ASSIGNMENT:
Retype exactly the lines that run from the start of the data to the line holding "Some examples are", including both, and only those.

Items from a data source:
════

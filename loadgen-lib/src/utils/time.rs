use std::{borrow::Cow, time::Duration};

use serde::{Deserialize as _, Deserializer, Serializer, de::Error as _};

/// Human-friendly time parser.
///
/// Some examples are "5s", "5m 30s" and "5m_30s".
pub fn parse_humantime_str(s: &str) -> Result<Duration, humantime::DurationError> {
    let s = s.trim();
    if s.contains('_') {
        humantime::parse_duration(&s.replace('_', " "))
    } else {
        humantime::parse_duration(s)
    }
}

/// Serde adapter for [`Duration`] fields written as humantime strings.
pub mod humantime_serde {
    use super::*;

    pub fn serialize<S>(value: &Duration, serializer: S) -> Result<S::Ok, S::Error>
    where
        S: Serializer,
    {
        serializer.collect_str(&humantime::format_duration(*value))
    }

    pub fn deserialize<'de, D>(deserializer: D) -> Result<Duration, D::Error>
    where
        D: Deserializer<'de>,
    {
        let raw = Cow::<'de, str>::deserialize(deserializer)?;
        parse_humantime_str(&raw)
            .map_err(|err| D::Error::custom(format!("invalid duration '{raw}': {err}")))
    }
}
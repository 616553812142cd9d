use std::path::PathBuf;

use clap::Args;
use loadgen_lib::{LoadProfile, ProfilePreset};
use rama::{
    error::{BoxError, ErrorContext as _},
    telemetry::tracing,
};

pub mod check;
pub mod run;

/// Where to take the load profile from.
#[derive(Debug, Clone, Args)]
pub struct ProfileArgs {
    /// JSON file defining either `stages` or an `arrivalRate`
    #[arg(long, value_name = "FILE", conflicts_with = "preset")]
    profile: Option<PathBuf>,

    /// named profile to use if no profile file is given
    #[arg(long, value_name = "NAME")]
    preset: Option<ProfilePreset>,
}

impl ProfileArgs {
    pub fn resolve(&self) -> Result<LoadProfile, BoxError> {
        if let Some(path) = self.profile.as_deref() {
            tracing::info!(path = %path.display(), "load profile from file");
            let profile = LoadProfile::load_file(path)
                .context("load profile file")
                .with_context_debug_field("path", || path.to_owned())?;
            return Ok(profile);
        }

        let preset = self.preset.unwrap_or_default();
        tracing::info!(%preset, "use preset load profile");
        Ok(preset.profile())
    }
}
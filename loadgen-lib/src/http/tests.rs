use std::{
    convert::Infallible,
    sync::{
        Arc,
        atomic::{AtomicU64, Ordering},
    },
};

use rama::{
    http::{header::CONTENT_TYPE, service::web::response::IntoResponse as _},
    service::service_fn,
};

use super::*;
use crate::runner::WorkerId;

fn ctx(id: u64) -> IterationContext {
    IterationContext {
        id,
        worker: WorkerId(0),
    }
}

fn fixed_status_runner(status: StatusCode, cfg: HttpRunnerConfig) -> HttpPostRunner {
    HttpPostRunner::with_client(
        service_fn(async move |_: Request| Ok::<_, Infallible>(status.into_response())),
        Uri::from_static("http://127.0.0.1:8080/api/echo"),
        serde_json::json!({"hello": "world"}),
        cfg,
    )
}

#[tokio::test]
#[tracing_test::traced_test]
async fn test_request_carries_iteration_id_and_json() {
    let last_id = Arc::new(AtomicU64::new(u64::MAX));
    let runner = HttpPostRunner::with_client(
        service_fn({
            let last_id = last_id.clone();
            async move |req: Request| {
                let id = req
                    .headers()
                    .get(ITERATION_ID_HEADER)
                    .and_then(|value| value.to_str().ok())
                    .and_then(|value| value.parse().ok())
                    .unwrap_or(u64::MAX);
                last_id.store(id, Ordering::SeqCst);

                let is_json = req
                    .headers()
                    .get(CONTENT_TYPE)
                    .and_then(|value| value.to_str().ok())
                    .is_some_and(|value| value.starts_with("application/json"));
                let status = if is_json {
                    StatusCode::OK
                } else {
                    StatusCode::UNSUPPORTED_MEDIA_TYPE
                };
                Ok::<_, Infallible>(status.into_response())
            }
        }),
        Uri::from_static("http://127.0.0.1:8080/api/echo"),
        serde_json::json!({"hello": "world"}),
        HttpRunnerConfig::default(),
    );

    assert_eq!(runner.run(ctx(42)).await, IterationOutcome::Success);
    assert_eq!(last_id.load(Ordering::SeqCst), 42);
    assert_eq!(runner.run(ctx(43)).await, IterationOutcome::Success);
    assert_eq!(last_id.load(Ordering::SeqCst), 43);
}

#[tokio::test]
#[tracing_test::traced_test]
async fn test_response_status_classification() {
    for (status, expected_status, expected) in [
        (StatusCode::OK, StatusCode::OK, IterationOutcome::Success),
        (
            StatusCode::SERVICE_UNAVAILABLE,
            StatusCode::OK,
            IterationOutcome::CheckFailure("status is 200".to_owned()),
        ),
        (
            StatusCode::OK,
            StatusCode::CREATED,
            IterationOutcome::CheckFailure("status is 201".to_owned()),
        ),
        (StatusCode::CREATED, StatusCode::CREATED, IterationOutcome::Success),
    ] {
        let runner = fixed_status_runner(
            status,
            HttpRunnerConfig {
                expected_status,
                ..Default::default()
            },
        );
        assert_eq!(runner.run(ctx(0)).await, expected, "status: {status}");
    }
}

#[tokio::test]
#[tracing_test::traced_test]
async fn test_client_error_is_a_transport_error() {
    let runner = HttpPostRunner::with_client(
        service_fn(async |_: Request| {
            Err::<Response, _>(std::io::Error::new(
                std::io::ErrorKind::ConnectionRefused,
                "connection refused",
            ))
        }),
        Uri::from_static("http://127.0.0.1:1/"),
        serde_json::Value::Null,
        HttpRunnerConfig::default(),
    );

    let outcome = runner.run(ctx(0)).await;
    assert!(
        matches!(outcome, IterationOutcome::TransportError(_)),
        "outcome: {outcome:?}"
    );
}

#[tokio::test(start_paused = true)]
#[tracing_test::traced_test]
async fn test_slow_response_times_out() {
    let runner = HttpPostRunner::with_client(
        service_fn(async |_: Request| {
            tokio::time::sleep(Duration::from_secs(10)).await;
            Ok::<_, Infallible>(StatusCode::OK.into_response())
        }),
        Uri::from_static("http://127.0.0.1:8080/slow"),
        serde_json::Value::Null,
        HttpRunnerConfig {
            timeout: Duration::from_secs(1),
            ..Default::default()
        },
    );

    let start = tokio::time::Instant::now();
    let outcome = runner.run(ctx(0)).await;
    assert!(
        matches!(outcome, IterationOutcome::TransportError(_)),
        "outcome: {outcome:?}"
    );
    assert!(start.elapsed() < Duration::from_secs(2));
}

════

RESPONSE TO THIS EXERCISE:
filename loadgen-lib/src/utils/time.rs
use std::{borrow::Cow, time::Duration};

use serde::{Deserialize as _, Deserializer, Serializer, de::Error as _};

/// Human-friendly time parser.
///
/// Some examples are "5s", "5m 30s" and "5m_30s".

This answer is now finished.